Compare the digits from left to right, starting with the whole number part.

 The larger whole number part indicates a larger decimal.
 If the whole number parts are the same, compare the digits to the right of the decimal point. The first digit that is different determines the larger decimal. The larger digit corresponds to the larger decimal.
Practice Problems:
 Write the following decimal in words: 2.59 (Two and fiftynine hundredths)
 Write the following decimal: Seven and eight tenths (7.8)
 Arrange the following decimals from least to greatest: 1.23, 1.3, 1.19 (1.19, 1.23, 1.3)
Adding, Subtracting, Multiplying, and Dividing Decimals
Similar to whole numbers, we can perform addition, subtraction, multiplication, and division with decimals. The key lies in aligning the decimals correctly.
 Aligning Decimals: When adding, subtracting, or multiplying decimals, line up the decimal points in all the numbers involved. Add or remove zeros to the right as needed to ensure proper alignment.
 Decimal Point in the Answer: The decimal point in the answer will depend on the operation performed.
Addition and Subtraction:
Decimals are added or subtracted like whole numbers, considering the decimal point alignment.

 Example: 2.35 + 1.7 = 4.05 (align decimals, add digits in each place value column)
Multiplication:
The number of decimal places in the product is the sum of the number of decimal places in each factor (number being multiplied).

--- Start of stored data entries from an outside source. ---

//! `{{ token }}` substitution and plain-text to HTML conversion for campaign emails.
use once_cell::sync::Lazy;
use regex::{NoExpand, Regex};
use std::collections::BTreeMap;

use crate::model::{Campaign, Company, EmailTemplate, Enrichment, User};

pub type TemplateVars = BTreeMap<String, String>;

static PLACEHOLDER: Lazy<Regex> =
    Lazy::new(|| Regex::new(r"\{\{\s*([A-Za-z0-9_.\-]+)\s*\}\}").expect("placeholder regex"));

static BLANK_LINE: Lazy<Regex> = Lazy::new(|| Regex::new(r"\n[ \t]*\n").expect("blank line regex"));

const DEFAULT_OWNER_NAME: &str = "Hello";
const DEFAULT_INDUSTRY: &str = "your industry";
const DEFAULT_SENDER_NAME: &str = "Exit School Team";

#[derive(Debug, Clone, PartialEq, Eq)]
pub struct RenderedEmail {
    pub subject: String,
    pub text_body: String,
    pub html_body: String,
}

/// Replace `{{ key }}` for every key in `vars`. Placeholders without a value
/// are left as they are.
pub fn substitute(input: &str, vars: &TemplateVars) -> String {
    let mut out = input.to_string();
    for (key, value) in vars {
        let pattern = format!(r"\{{\{{\s*{}\s*\}}\}}", regex::escape(key));
        // Keys are escaped, so the pattern always compiles.
        if let Ok(re) = Regex::new(&pattern) {
            out = re.replace_all(&out, NoExpand(value)).into_owned();
        }
    }
    out
}

pub fn render(template: &EmailTemplate, vars: &TemplateVars, reply_to: &str) -> RenderedEmail {
    let subject = substitute(&template.subject, vars);
    let text_body = substitute(&template.body, vars);
    let html_body = text_to_html(&text_body, reply_to);
    RenderedEmail {
        subject,
        text_body,
        html_body,
    }
}

/// Paragraphs are separated by blank lines; single newlines become `<br>`.
pub fn text_to_html(text: &str, reply_to: &str) -> String {
    let normalized = text.replace("\r\n", "\n");
    let paragraphs: String = BLANK_LINE
        .split(&normalized)
        .map(str::trim)
        .filter(|p| !p.is_empty())
        .map(|p| {
            let lines: Vec<String> = p.lines().map(|l| escape_html(l.trim_end())).collect();
            format!("<p>{}</p>\n", lines.join("<br>\n"))
        })
        .collect();

    let reply_to = escape_html(reply_to);
    format!(
        "<!DOCTYPE html>\n<html>\n<body style=\"font-family: Arial, sans-serif; line-height: 1.6; color: #333;\">\n\
         <div style=\"max-width: 600px; margin: 0 auto; padding: 20px;\">\n\
         {paragraphs}\
         <hr style=\"border: none; border-top: 1px solid #eee; margin: 24px 0;\">\n\
         <p style=\"font-size: 12px; color: #888;\">Questions? Just reply to this email or write to \
         <a href=\"mailto:{reply_to}\">{reply_to}</a>.</p>\n\
         </div>\n</body>\n</html>\n"
    )
}

fn escape_html(s: &str) -> String {
    let mut out = String::with_capacity(s.len());
    for c in s.chars() {
        match c {
            '&' => out.push_str("&amp;"),
            '<' => out.push_str("&lt;"),
            '>' => out.push_str("&gt;"),
            '"' => out.push_str("&quot;"),
            '\'' => out.push_str("&#39;"),
            _ => out.push(c),
        }
    }
    out
}

/// Values substituted into outreach emails, with their fallbacks applied.
pub fn outreach_variables(
    campaign: &Campaign,
    owner: &User,
    company: &Company,
    enrichment: Option<&Enrichment>,
) -> TemplateVars {
    fn non_empty(v: Option<&str>) -> Option<&str> {
        v.map(str::trim).filter(|s| !s.is_empty())
    }

    let owner_name = non_empty(enrichment.and_then(|e| e.owner_name.as_deref()))
        .unwrap_or(DEFAULT_OWNER_NAME);
    let industry = non_empty(company.industry.as_deref())
        .or_else(|| non_empty(Some(campaign.industry.as_str())))
        .unwrap_or(DEFAULT_INDUSTRY);
    let sender_name = non_empty(owner.full_name.as_deref()).unwrap_or(DEFAULT_SENDER_NAME);
    let website = non_empty(company.website.as_deref()).unwrap_or(&company.name);

    let mut vars = TemplateVars::new();
    vars.insert("company_name".into(), company.name.clone());
    vars.insert("owner_name".into(), owner_name.to_string());
    vars.insert("industry".into(), industry.to_string());
    vars.insert("sender_name".into(), sender_name.to_string());
    vars.insert("website".into(), website.to_string());
    vars
}

impl EmailTemplate {
    /// Distinct placeholder tokens used in subject and body, in first-seen order.
    pub fn placeholders(&self) -> Vec<String> {
        let mut seen = Vec::new();
        for text in [&self.subject, &self.body] {
            for cap in PLACEHOLDER.captures_iter(text) {
                let token = cap[1].to_string();
                if !seen.contains(&token) {
                    seen.push(token);
                }
            }
        }
        seen
    }

    /// Placeholders the template uses but does not declare.
    pub fn undeclared_placeholders(&self) -> Vec<String> {
        self.placeholders()
            .into_iter()
            .filter(|t| !self.variables.contains(t))
            .collect()
    }
}

#[cfg(test)]
mod tests {
    use super::*;

    fn vars(pairs: &[(&str, &str)]) -> TemplateVars {
        pairs
            .iter()
            .map(|(k, v)| (k.to_string(), v.to_string()))
            .collect()
    }

    fn template(subject: &str, body: &str) -> EmailTemplate {
        EmailTemplate {
            id: "t1".into(),
            name: "intro".into(),
            subject: subject.into(),
            body: body.into(),
            variables: vec!["company_name".into(), "owner_name".into()],
        }
    }

    #[test]
    fn substitutes_known_keys() {
        assert_eq!(substitute("Hi {{name}}", &vars(&[("name", "Alice")])), "Hi Alice");
    }

    #[test]
    fn tolerates_whitespace_inside_braces() {
        let out = substitute("{{ name }} / {{name  }} / {{\tname}}", &vars(&[("name", "A")]));
        assert_eq!(out, "A / A / A");
    }

    #[test]
    fn leaves_unknown_placeholders_verbatim() {
        let out = substitute("Hi {{name}}, {{missing}}", &vars(&[("name", "Alice")]));
        assert_eq!(out, "Hi Alice, {{missing}}");
    }

    #[test]
    fn values_are_not_treated_as_replacement_syntax() {
        let out = substitute("Price: {{p}}", &vars(&[("p", "$1 and ${name}")]));
        assert_eq!(out, "Price: $1 and ${name}");
    }

    #[test]
    fn html_splits_paragraphs_and_breaks_lines() {
        let html = text_to_html("Hi Ann,\n\nLine one\nLine two\n\n\nBye", "team@example.com");
        assert!(html.contains("<p>Hi Ann,</p>"));
        assert!(html.contains("<p>Line one<br>\nLine two</p>"));
        assert!(html.contains("<p>Bye</p>"));
        assert!(html.contains("href=\"mailto:team@example.com\""));
    }

    #[test]
    fn html_escapes_content() {
        let html = text_to_html("A & B <script>", "team@example.com");
        assert!(html.contains("A &amp; B &lt;script&gt;"));
    }

    #[test]
    fn render_applies_to_subject_and_body() {
        let t = template("Quick question for {{company_name}}", "{{ owner_name }},\n\nWe like {{company_name}}.");
        let out = render(
            &t,
            &vars(&[("company_name", "Acme"), ("owner_name", "Ann")]),
            "team@example.com",
        );
        assert_eq!(out.subject, "Quick question for Acme");
        assert_eq!(out.text_body, "Ann,\n\nWe like Acme.");
        assert!(out.html_body.contains("<p>We like Acme.</p>"));
    }

    #[test]
    fn placeholder_scan_reports_undeclared() {
        let t = template("{{company_name}}", "{{owner_name}} {{ website }} {{website}}");
        assert_eq!(t.placeholders(), vec!["company_name", "owner_name", "website"]);
        assert_eq!(t.undeclared_placeholders(), vec!["website"]);
    }

    #[test]
    fn outreach_variables_apply_fallbacks() {
        let campaign = Campaign {
            id: "c".into(),
            user_id: "u".into(),
            template_id: "t".into(),
            industry: "".into(),
            is_active: true,
            weekday: 2,
            hour: 10,
            max_sends: None,
        };
        let owner = User {
            id: "u".into(),
            email: "o@example.com".into(),
            full_name: None,
        };
        let company = Company {
            id: "co".into(),
            name: "Acme".into(),
            website: None,
            industry: None,
        };
        let v = outreach_variables(&campaign, &owner, &company, None);
        assert_eq!(v["owner_name"], "Hello");
        assert_eq!(v["industry"], "your industry");
        assert_eq!(v["sender_name"], "Exit School Team");
        assert_eq!(v["website"], "Acme");
        assert_eq!(v["company_name"], "Acme");

        let campaign = Campaign {
            industry: "Plumbing".into(),
            ..campaign
        };
        let enrichment = Enrichment {
            id: "e".into(),
            company_id: "co".into(),
            owner_name: Some("Ann".into()),
            owner_email: Some("ann@acme.test".into()),
        };
        let v = outreach_variables(&campaign, &owner, &company, Some(&enrichment));
        assert_eq!(v["owner_name"], "Ann");
        assert_eq!(v["industry"], "Plumbing");
    }
}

 Example: 2.5 x 3.1 = 7.75 (2 decimal places + 1 decimal place = 3 decimal places in the product)
Division:
Dividing by a decimal is the same as dividing by a whole number if we convert the decimal divisor to a fraction with a denominator of 10 (add zeros), 100 (add two zeros), etc., depending on the number of decimal places in the divisor.

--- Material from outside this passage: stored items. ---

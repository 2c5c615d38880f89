use std::sync::Arc;

use tokio::sync::watch;
use uuid::Uuid;

use chorus_core::audio::{delay_from_local_now, AudioChunk};
use chorus_core::buffer::{AtomicMillis, SampleBuffer};
use chorus_device::output::OutputHandle;

use crate::peer::PeerHandle;
use crate::sink::{SinkError, SyncSink};
use crate::source::SourceInfo;

/// Renders a source on the local output device. Chunks land in the
/// shared circular buffer at offsets fixed by their index; the audio
/// callback (see chorus-device) follows the clock through the buffer,
/// steered by the shared delay scalar this sink maintains.
pub struct LocalSink {
    id: Uuid,
    peer: PeerHandle,
    info: watch::Receiver<SourceInfo>,
    buffer: Arc<SampleBuffer>,
    delay: Arc<AtomicMillis>,
    volume: f32,
    scratch: Vec<f32>,
    output: Option<OutputHandle>,
}

impl LocalSink {
    /// Waits for the source's peer to reach first time sync, then
    /// acquires the device and starts the callback.
    pub async fn start(
        peer: PeerHandle,
        info: watch::Receiver<SourceInfo>,
        max_latency_ms: u64,
    ) -> Result<LocalSink, SinkError> {
        peer.wait_for_first_time_sync().await.map_err(|_| SinkError::PeerGone)?;

        let params = info.borrow().params;
        let buffer = Arc::new(SampleBuffer::for_latency(
            max_latency_ms,
            params.sample_rate,
            params.channels,
        ));
        let delay = Arc::new(AtomicMillis::new(0.0));

        let mut sink = LocalSink {
            id: Uuid::new_v4(),
            peer,
            info,
            buffer: buffer.clone(),
            delay: delay.clone(),
            volume: 1.0,
            scratch: Vec::new(),
            output: None,
        };

        // position the read window before the first callback fires
        sink.resync();

        let output = chorus_device::output::open(params, buffer, delay).map_err(SinkError::Device)?;
        sink.output = Some(output);

        Ok(sink)
    }

    pub fn id(&self) -> Uuid {
        self.id
    }
}

impl SyncSink for LocalSink {
    fn write_chunk(&mut self, chunk: &AudioChunk) {
        let params = self.info.borrow().params;
        let offset = chunk.buffer_offset(&params);

        if self.volume == 1.0 {
            self.buffer.write(offset, &chunk.samples);
        } else {
            self.scratch.clear();
            self.scratch.extend(chunk.samples.iter().map(|s| s * self.volume));
            self.buffer.write(offset, &self.scratch);
        }
    }

    fn resync(&mut self) {
        let (started_at, latency_ms) = {
            let info = self.info.borrow();
            (info.started_at, info.latency_ms)
        };

        let delay = delay_from_local_now(
            self.peer.current_time(true),
            started_at,
            latency_ms,
            chorus_util::time::now(),
        );

        self.delay.store(delay);
    }

    fn set_volume(&mut self, volume: f32) {
        self.volume = volume;
    }

    fn stop(&mut self) {
        // dropping the handle stops the stream and frees the callback
        self.output.take();
    }
}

 Example: 12.4 ÷ 0.2 = 12.4 ÷ (2/10) = 12.4 x (5) = 62 (convert 0.2 to 2/10, then multiply by the reciprocal 5/1)
Practice Problems:
 Solve: 4.72 + 1.89 = ( )
 Solve: 15.4 – 8.21 = ( )
 Solve: 3.2 x 0.75 = ( )
 Solve: 18.6 ÷ 0.3 = ( ) (convert 0.3 to a fraction with a denominator of 10)
Converting Between Fractions and Decimals
There’s a close relationship between fractions and decimals. We can convert between them using various methods.
Fraction to Decimal:
 Divide the numerator (top number) by the denominator (bottom number) using
 Divide the numerator (top number) by the denominator (bottom number) using long division or a calculator. If the division terminates (ends with a remainder of 0), you get an exact decimal representation. If the division doesn’t terminate (repeating decimals), you can round to a desired number of decimal places.
Decimal to Fraction:
 The decimal represents a fraction with a denominator of 10 (if one decimal place), 100 (if two decimal places), and so on (depending on the number of decimal places).
 Example: 0.75 can be written as 75/100 (75 hundredths) which can be simplified to 3/4.
Practice Problems:
 Convert the following fraction to a decimal: 3/8 (Divide 3 by 8 using a calculator and round to two decimal places: 0.37)
 Convert the following decimal to a fraction: 0.625 (Write as 625/1000 and simplify to 5/8)
Applications of Decimals in Healthcare Settings
Decimals play a crucial role in various healthcare settings. Here are some examples:
 Medication Dosages:
Medications are often prescribed in precise decimal amounts (e.g., 2.5 mg of medication). Accurate measurement and administration of these dosages are essential for patient safety.

Vital Signs:
Body temperature, blood pressure, and other vital signs are often recorded using decimals (e.g., 37.2°C temperature, 120/80 mmHg blood pressure). Understanding decimal place values is crucial for interpreting these measurements.
 Laboratory Results:
Blood sugar levels, cholesterol levels, and other laboratory results are often reported in decimal format. Healthcare professionals need to be able to interpret these values and make informed decisions based on them.
By mastering decimal operations and conversions, you’ll be wellequipped to handle calculations and measurements in healthcare settings, ensuring patient safety and effective treatment.
This chapter has comprehensively covered decimal place value, operations, conversions, and applications in healthcare. Remember, consistent practice and a strong foundation in decimals will empower you to excel in your healthcare endeavors.